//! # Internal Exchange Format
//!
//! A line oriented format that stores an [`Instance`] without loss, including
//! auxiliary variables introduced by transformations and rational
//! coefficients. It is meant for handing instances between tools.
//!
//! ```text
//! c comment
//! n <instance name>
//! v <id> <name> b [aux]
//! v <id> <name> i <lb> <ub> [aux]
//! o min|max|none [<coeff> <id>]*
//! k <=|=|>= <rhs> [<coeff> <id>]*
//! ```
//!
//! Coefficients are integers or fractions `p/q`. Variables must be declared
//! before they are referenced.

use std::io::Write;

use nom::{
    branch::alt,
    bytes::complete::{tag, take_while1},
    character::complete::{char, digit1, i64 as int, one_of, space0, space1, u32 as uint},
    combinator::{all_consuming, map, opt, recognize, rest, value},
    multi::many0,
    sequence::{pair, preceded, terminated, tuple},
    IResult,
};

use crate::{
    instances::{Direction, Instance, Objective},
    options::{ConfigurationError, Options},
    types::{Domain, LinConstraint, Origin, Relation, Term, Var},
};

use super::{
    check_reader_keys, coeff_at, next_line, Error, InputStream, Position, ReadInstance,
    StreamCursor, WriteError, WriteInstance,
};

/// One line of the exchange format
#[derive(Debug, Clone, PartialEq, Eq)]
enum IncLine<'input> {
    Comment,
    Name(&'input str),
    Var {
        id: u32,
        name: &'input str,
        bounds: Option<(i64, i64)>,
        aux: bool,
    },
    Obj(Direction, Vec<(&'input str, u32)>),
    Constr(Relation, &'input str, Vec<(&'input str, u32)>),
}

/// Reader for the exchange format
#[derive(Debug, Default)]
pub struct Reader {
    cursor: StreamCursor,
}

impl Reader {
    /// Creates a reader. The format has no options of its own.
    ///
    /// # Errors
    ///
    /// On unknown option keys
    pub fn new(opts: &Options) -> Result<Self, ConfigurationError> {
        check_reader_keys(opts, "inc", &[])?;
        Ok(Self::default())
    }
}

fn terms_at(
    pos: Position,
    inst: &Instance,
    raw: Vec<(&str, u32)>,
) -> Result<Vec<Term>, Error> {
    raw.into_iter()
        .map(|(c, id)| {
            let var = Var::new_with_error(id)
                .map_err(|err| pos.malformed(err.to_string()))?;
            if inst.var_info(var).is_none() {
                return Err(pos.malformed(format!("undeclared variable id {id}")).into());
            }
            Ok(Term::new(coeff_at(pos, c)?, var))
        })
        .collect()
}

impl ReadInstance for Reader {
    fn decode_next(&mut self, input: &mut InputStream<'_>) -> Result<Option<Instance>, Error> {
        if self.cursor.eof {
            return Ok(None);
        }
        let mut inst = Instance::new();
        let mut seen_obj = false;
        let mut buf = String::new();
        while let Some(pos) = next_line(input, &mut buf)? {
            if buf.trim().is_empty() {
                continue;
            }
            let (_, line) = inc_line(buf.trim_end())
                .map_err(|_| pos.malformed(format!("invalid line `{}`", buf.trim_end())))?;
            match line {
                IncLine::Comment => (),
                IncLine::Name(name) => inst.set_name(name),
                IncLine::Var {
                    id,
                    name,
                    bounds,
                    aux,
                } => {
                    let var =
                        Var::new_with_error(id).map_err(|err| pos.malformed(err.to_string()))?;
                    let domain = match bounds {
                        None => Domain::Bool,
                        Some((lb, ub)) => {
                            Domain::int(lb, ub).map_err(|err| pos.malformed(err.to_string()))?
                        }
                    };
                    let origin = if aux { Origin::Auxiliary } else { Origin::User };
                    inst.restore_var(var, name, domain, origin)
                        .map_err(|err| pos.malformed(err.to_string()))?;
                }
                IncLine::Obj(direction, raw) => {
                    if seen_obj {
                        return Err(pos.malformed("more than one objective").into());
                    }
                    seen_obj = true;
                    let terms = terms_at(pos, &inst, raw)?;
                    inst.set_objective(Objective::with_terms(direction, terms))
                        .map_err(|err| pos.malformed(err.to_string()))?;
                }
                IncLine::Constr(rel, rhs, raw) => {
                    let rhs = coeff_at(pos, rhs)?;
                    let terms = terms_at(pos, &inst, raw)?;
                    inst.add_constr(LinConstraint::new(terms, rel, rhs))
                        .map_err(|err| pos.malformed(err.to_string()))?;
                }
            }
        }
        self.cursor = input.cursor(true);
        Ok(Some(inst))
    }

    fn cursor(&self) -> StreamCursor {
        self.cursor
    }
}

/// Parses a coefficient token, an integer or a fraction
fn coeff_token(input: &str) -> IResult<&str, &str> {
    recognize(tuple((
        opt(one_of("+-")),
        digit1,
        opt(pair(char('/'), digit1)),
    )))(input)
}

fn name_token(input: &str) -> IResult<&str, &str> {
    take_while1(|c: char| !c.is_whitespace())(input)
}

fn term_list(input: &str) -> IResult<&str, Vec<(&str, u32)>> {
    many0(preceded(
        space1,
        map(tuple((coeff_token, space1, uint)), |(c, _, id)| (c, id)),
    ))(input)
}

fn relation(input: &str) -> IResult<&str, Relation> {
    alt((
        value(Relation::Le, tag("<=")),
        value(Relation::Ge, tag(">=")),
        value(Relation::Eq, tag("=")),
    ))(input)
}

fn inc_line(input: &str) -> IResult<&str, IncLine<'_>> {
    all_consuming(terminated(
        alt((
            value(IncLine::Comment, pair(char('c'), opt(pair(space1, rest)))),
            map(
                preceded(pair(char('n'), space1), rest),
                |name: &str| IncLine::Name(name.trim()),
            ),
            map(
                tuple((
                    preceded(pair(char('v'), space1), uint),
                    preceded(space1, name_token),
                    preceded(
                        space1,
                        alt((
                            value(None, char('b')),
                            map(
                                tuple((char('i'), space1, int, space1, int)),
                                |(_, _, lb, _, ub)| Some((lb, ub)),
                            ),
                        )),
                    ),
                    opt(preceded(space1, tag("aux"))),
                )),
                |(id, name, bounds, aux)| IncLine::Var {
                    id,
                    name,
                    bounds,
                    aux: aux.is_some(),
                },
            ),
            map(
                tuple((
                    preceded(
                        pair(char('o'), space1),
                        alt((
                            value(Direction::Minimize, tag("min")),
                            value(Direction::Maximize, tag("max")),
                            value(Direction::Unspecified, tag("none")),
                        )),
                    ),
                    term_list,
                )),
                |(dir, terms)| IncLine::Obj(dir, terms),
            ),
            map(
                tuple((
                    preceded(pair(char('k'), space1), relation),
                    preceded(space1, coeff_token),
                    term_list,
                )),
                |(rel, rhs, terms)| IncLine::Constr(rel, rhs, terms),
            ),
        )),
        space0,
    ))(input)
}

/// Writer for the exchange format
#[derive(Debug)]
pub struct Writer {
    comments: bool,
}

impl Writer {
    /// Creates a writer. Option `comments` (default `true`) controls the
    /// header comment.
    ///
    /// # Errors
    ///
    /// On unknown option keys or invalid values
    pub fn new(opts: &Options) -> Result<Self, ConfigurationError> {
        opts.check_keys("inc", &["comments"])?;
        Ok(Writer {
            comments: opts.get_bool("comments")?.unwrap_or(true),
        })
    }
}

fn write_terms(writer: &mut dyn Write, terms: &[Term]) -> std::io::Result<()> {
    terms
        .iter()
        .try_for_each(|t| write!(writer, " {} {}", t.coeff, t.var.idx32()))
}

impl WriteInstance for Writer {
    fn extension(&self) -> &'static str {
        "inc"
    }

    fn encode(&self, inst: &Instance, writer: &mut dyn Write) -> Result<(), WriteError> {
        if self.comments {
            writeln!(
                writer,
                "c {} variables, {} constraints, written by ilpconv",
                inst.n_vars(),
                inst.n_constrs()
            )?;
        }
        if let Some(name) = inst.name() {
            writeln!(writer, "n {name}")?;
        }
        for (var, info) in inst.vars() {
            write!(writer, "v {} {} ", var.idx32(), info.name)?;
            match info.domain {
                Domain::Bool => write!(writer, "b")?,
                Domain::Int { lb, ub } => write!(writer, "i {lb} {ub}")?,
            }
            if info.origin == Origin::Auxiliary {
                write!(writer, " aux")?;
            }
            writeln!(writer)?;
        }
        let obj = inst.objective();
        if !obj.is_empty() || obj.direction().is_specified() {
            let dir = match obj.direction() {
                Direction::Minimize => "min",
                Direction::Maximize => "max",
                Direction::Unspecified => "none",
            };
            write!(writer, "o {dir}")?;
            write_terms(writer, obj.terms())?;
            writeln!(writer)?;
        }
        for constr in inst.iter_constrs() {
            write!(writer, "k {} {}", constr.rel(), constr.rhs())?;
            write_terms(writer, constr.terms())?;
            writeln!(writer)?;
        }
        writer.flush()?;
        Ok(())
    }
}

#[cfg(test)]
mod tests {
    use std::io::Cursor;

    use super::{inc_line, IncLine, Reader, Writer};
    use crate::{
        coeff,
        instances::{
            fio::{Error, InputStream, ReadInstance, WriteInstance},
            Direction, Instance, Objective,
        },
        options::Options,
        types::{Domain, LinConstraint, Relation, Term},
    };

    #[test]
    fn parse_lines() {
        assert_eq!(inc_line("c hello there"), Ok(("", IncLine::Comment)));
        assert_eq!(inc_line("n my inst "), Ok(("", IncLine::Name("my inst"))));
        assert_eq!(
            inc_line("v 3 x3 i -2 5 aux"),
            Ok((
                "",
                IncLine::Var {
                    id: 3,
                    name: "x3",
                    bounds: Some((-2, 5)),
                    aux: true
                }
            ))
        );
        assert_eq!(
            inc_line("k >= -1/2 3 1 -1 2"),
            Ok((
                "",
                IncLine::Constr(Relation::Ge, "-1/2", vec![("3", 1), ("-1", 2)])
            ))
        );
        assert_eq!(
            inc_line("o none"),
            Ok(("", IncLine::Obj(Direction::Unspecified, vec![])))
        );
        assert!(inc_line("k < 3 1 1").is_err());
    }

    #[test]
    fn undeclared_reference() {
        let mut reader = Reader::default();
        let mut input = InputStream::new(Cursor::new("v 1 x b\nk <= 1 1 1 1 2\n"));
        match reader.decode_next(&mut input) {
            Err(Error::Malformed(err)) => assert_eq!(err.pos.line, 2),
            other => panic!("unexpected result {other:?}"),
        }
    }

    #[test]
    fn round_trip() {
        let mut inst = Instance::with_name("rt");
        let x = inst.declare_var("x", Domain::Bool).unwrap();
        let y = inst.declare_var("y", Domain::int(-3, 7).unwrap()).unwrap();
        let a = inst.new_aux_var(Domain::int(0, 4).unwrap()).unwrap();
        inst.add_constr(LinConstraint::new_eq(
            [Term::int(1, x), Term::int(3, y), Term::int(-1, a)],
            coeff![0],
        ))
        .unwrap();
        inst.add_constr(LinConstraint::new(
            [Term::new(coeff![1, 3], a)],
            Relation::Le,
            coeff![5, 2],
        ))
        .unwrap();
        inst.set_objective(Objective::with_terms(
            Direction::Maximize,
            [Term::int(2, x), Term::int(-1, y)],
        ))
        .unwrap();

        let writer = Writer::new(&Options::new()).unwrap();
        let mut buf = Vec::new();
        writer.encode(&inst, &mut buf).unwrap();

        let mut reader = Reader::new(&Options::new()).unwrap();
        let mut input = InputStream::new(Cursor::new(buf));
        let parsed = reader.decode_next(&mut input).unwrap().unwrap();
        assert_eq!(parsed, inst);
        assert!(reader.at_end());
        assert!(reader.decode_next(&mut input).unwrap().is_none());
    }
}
:::::
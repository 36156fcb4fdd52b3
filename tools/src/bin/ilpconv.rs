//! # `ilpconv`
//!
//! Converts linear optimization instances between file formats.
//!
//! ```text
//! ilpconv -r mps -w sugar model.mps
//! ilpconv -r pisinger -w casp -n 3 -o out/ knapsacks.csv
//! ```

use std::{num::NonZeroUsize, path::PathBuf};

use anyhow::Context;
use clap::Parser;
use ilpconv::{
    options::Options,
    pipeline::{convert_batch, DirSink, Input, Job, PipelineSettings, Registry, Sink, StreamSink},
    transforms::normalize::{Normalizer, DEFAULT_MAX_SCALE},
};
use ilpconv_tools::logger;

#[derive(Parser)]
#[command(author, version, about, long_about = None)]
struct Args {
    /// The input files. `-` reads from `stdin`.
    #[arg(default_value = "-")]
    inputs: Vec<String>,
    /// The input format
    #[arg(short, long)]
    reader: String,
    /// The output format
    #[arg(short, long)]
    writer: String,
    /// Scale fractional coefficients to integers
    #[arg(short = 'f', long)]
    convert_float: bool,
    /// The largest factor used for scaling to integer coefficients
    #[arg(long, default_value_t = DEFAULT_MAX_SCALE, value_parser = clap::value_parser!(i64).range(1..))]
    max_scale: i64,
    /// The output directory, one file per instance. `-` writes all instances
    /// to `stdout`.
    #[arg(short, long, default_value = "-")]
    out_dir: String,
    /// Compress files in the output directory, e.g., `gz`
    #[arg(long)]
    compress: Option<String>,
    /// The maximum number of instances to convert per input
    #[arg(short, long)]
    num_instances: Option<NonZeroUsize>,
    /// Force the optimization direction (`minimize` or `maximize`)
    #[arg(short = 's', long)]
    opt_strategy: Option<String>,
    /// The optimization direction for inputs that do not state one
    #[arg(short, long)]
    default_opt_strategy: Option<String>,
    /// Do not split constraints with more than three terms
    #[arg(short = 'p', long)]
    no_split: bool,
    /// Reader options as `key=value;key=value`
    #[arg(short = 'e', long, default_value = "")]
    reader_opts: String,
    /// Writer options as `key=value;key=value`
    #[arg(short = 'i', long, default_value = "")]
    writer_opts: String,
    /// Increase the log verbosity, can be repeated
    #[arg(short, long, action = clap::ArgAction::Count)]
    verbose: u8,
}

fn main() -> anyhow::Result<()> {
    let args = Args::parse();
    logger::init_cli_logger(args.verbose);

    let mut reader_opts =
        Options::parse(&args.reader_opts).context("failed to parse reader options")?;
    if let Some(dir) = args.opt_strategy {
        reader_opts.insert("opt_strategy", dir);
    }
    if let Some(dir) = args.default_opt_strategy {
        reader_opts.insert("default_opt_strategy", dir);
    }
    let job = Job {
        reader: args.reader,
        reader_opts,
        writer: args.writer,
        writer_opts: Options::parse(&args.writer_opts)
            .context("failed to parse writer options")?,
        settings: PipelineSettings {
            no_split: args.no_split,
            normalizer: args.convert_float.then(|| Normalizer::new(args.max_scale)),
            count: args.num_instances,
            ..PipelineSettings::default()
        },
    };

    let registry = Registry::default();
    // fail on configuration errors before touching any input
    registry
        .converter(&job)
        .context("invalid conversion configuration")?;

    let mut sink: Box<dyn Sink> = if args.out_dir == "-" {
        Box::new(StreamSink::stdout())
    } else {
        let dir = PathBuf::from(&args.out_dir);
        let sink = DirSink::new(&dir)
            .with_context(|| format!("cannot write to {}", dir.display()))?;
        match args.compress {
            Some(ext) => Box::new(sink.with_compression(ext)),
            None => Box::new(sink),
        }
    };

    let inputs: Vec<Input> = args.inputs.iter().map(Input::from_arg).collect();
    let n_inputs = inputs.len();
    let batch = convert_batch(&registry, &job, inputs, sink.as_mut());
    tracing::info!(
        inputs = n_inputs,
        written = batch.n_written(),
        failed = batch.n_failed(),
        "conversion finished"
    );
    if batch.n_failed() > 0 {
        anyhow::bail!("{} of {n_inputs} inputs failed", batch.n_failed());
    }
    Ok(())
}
:::::
- _PROMPT_: Wherever the string "StreamCursor" is found in the listing above, copy the line that contains it.

- _FINAL ANSWER_:
    StreamCursor, WriteError, WriteInstance,
    cursor: StreamCursor,
    fn cursor(&self) -> StreamCursor {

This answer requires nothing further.